*Dataset records*.
__________________________________________________

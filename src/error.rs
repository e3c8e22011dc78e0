//! Error types for barcode encoding.

use std::error::Error;
use std::fmt;

/// Result type for encoding operations.
pub type ImbResult<T> = Result<T, ImbError>;

/// The caller handed in something that is not a well-formed IMB input.
///
/// Raised before any numeric processing takes place.
#[derive(Debug, Clone, PartialEq, Eq)]
pub enum InputFormatError {
    /// Input is shorter than the 20 digit tracking number.
    TooShort {
        /// Length of the input, in bytes.
        length: usize,
    },

    /// A standalone tracking number did not have exactly 20 digits.
    InvalidTrackingLength {
        /// Length of the tracking number, in bytes.
        length: usize,
    },

    /// The tracking segment contains a character other than `0`-`9`.
    TrackingNotNumeric {
        /// Byte offset of the offending character in the input.
        position: usize,
        /// The offending character.
        found: char,
    },

    /// The routing segment is not 0, 5, 9 or 11 digits long.
    InvalidRoutingLength {
        /// Length of the routing segment, in bytes.
        length: usize,
    },

    /// The routing segment contains a character other than `0`-`9`.
    RoutingNotNumeric {
        /// Byte offset of the offending character in the input.
        position: usize,
        /// The offending character.
        found: char,
    },

    /// Second barcode identifier digit outside 0-4 (strict encoders only).
    InvalidBarcodeIdentifier {
        /// The offending second digit.
        digit: u8,
    },

    /// A bar string did not contain exactly 65 symbols.
    InvalidBarCount {
        /// Number of symbols found.
        length: usize,
    },

    /// A bar string contains something other than `A`, `D`, `F` or `T`.
    InvalidBarSymbol {
        /// Index of the offending symbol.
        position: usize,
        /// The offending character.
        found: char,
    },
}

impl fmt::Display for InputFormatError {
    fn fmt(&self, f: &mut fmt::Formatter<'_>) -> fmt::Result {
        match self {
            InputFormatError::TooShort { length } => {
                write!(
                    f,
                    "Input too short: expected at least 20 digits, got {}",
                    length
                )
            }
            InputFormatError::InvalidTrackingLength { length } => {
                write!(
                    f,
                    "Invalid tracking number length: expected 20 digits, got {}",
                    length
                )
            }
            InputFormatError::TrackingNotNumeric { position, found } => {
                write!(
                    f,
                    "Tracking number is not numeric: found {:?} at position {}",
                    found, position
                )
            }
            InputFormatError::InvalidRoutingLength { length } => {
                write!(
                    f,
                    "Invalid routing code length: expected 0, 5, 9 or 11 digits, got {}",
                    length
                )
            }
            InputFormatError::RoutingNotNumeric { position, found } => {
                write!(
                    f,
                    "Routing code is not numeric: found {:?} at position {}",
                    found, position
                )
            }
            InputFormatError::InvalidBarcodeIdentifier { digit } => {
                write!(
                    f,
                    "Invalid barcode identifier: second digit must be 0-4, got {}",
                    digit
                )
            }
            InputFormatError::InvalidBarCount { length } => {
                write!(f, "Invalid bar count: expected 65 symbols, got {}", length)
            }
            InputFormatError::InvalidBarSymbol { position, found } => {
                write!(
                    f,
                    "Invalid bar symbol {:?} at position {}: expected one of A, D, F, T",
                    found, position
                )
            }
        }
    }
}

impl Error for InputFormatError {}

/// A numeric string could not be parsed by the big-integer helper.
#[derive(Debug, Clone, PartialEq, Eq)]
pub struct ParseError {
    /// Radix the input was parsed in.
    pub radix: u32,
    /// The rejected input.
    pub input: String,
}

impl fmt::Display for ParseError {
    fn fmt(&self, f: &mut fmt::Formatter<'_>) -> fmt::Result {
        write!(f, "Malformed base-{} number: {:?}", self.radix, self.input)
    }
}

impl Error for ParseError {}

/// An intermediate value did not fit where the encoding pipeline needs it.
///
/// Never produced for well-formed input.
#[derive(Debug, Clone, PartialEq, Eq)]
pub enum ArithmeticError {
    /// Division by zero in the big-integer helper.
    DivisionByZero,

    /// Value exceeds the range allowed at this stage.
    ValueOutOfRange {
        /// Name of the value.
        what: &'static str,
        /// String representation of the value.
        value: String,
    },

    /// An N-of-13 table could not be filled to the requested size.
    TableSizeMismatch {
        /// Population count of the table entries.
        set_bits: u32,
        /// Requested table size.
        size: usize,
    },
}

impl fmt::Display for ArithmeticError {
    fn fmt(&self, f: &mut fmt::Formatter<'_>) -> fmt::Result {
        match self {
            ArithmeticError::DivisionByZero => write!(f, "Division by zero"),
            ArithmeticError::ValueOutOfRange { what, value } => {
                write!(f, "Value out of range for {}: {}", what, value)
            }
            ArithmeticError::TableSizeMismatch { set_bits, size } => {
                write!(
                    f,
                    "Cannot build {}-of-13 table with {} entries",
                    set_bits, size
                )
            }
        }
    }
}

impl Error for ArithmeticError {}

/// Any error produced while encoding a barcode.
#[derive(Debug, Clone, PartialEq, Eq)]
pub enum ImbError {
    /// Input failed validation.
    InputFormat(InputFormatError),
    /// A numeric string could not be parsed.
    Parse(ParseError),
    /// An intermediate value was out of range.
    Arithmetic(ArithmeticError),
}

impl fmt::Display for ImbError {
    fn fmt(&self, f: &mut fmt::Formatter<'_>) -> fmt::Result {
        match self {
            ImbError::InputFormat(err) => write!(f, "Input format error: {}", err),
            ImbError::Parse(err) => write!(f, "Parse error: {}", err),
            ImbError::Arithmetic(err) => write!(f, "Arithmetic error: {}", err),
        }
    }
}

impl Error for ImbError {
    fn source(&self) -> Option<&(dyn Error + 'static)> {
        match self {
            ImbError::InputFormat(err) => Some(err),
            ImbError::Parse(err) => Some(err),
            ImbError::Arithmetic(err) => Some(err),
        }
    }
}

impl From<InputFormatError> for ImbError {
    fn from(err: InputFormatError) -> Self {
        ImbError::InputFormat(err)
    }
}

impl From<ParseError> for ImbError {
    fn from(err: ParseError) -> Self {
        ImbError::Parse(err)
    }
}

impl From<ArithmeticError> for ImbError {
    fn from(err: ArithmeticError) -> Self {
        ImbError::Arithmetic(err)
    }
}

__________________________________________________

Once you have read the material, set it down again word for word.

*Answer*.
filename src/error.rs
repository e3c8e22011dc78e0
//! Error types for barcode encoding.

use std::error::Error;
use std::fmt;

/// Result type for encoding operations.
pub type ImbResult<T> = Result<T, ImbError>;

/// The caller handed in something that is not a well-formed IMB input.
///
/// Raised before any numeric processing takes place.
#[derive(Debug, Clone, PartialEq, Eq)]
pub enum InputFormatError {
    /// Input is shorter than the 20 digit tracking number.
    TooShort {
        /// Length of the input, in bytes.
        length: usize,
    },

    /// A standalone tracking number did not have exactly 20 digits.
    InvalidTrackingLength {
        /// Length of the tracking number, in bytes.
        length: usize,
    },

    /// The tracking segment contains a character other than `0`-`9`.
    TrackingNotNumeric {
        /// Byte offset of the offending character in the input.
        position: usize,
        /// The offending character.
        found: char,
    },

    /// The routing segment is not 0, 5, 9 or 11 digits long.
    InvalidRoutingLength {
        /// Length of the routing segment, in bytes.
        length: usize,
    },

    /// The routing segment contains a character other than `0`-`9`.
    RoutingNotNumeric {
        /// Byte offset of the offending character in the input.
        position: usize,
        /// The offending character.
        found: char,
    },

    /// Second barcode identifier digit outside 0-4 (strict encoders only).
    InvalidBarcodeIdentifier {
        /// The offending second digit.
        digit: u8,
    },

    /// A bar string did not contain exactly 65 symbols.
    InvalidBarCount {
        /// Number of symbols found.
        length: usize,
    },

    /// A bar string contains something other than `A`, `D`, `F` or `T`.
    InvalidBarSymbol {
        /// Index of the offending symbol.
        position: usize,
        /// The offending character.
        found: char,
    },
}

impl fmt::Display for InputFormatError {
    fn fmt(&self, f: &mut fmt::Formatter<'_>) -> fmt::Result {
        match self {
            InputFormatError::TooShort { length } => {
                write!(
                    f,
                    "Input too short: expected at least 20 digits, got {}",
                    length
                )
            }
            InputFormatError::InvalidTrackingLength { length } => {
                write!(
                    f,
                    "Invalid tracking number length: expected 20 digits, got {}",
                    length
                )
            }
            InputFormatError::TrackingNotNumeric { position, found } => {
                write!(
                    f,
                    "Tracking number is not numeric: found {:?} at position {}",
                    found, position
                )
            }
            InputFormatError::InvalidRoutingLength { length } => {
                write!(
                    f,
                    "Invalid routing code length: expected 0, 5, 9 or 11 digits, got {}",
                    length
                )
            }
            InputFormatError::RoutingNotNumeric { position, found } => {
                write!(
                    f,
                    "Routing code is not numeric: found {:?} at position {}",
                    found, position
                )
            }
            InputFormatError::InvalidBarcodeIdentifier { digit } => {
                write!(
                    f,
                    "Invalid barcode identifier: second digit must be 0-4, got {}",
                    digit
                )
            }
            InputFormatError::InvalidBarCount { length } => {
                write!(f, "Invalid bar count: expected 65 symbols, got {}", length)
            }
            InputFormatError::InvalidBarSymbol { position, found } => {
                write!(
                    f,
                    "Invalid bar symbol {:?} at position {}: expected one of A, D, F, T",
                    found, position
                )
            }
        }
    }
}

impl Error for InputFormatError {}

/// A numeric string could not be parsed by the big-integer helper.
#[derive(Debug, Clone, PartialEq, Eq)]
pub struct ParseError {
    /// Radix the input was parsed in.
    pub radix: u32,
    /// The rejected input.
    pub input: String,
}

impl fmt::Display for ParseError {
    fn fmt(&self, f: &mut fmt::Formatter<'_>) -> fmt::Result {
        write!(f, "Malformed base-{} number: {:?}", self.radix, self.input)
    }
}

impl Error for ParseError {}

/// An intermediate value did not fit where the encoding pipeline needs it.
///
/// Never produced for well-formed input.
#[derive(Debug, Clone, PartialEq, Eq)]
pub enum ArithmeticError {
    /// Division by zero in the big-integer helper.
    DivisionByZero,

    /// Value exceeds the range allowed at this stage.
    ValueOutOfRange {
        /// Name of the value.
        what: &'static str,
        /// String representation of the value.
        value: String,
    },

    /// An N-of-13 table could not be filled to the requested size.
    TableSizeMismatch {
        /// Population count of the table entries.
        set_bits: u32,
        /// Requested table size.
        size: usize,
    },
}

impl fmt::Display for ArithmeticError {
    fn fmt(&self, f: &mut fmt::Formatter<'_>) -> fmt::Result {
        match self {
            ArithmeticError::DivisionByZero => write!(f, "Division by zero"),
            ArithmeticError::ValueOutOfRange { what, value } => {
                write!(f, "Value out of range for {}: {}", what, value)
            }
            ArithmeticError::TableSizeMismatch { set_bits, size } => {
                write!(
                    f,
                    "Cannot build {}-of-13 table with {} entries",
                    set_bits, size
                )
            }
        }
    }
}

impl Error for ArithmeticError {}

/// Any error produced while encoding a barcode.
#[derive(Debug, Clone, PartialEq, Eq)]
pub enum ImbError {
    /// Input failed validation.
    InputFormat(InputFormatError),
    /// A numeric string could not be parsed.
    Parse(ParseError),
    /// An intermediate value was out of range.
    Arithmetic(ArithmeticError),
}

impl fmt::Display for ImbError {
    fn fmt(&self, f: &mut fmt::Formatter<'_>) -> fmt::Result {
        match self {
            ImbError::InputFormat(err) => write!(f, "Input format error: {}", err),
            ImbError::Parse(err) => write!(f, "Parse error: {}", err),
            ImbError::Arithmetic(err) => write!(f, "Arithmetic error: {}", err),
        }
    }
}

impl Error for ImbError {
    fn source(&self) -> Option<&(dyn Error + 'static)> {
        match self {
            ImbError::InputFormat(err) => Some(err),
            ImbError::Parse(err) => Some(err),
            ImbError::Arithmetic(err) => Some(err),
        }
    }
}

impl From<InputFormatError> for ImbError {
    fn from(err: InputFormatError) -> Self {
        ImbError::InputFormat(err)
    }
}

impl From<ParseError> for ImbError {
    fn from(err: ParseError) -> Self {
        ImbError::Parse(err)
    }
}

impl From<ArithmeticError> for ImbError {
    fn from(err: ArithmeticError) -> Self {
        ImbError::Arithmetic(err)
    }
}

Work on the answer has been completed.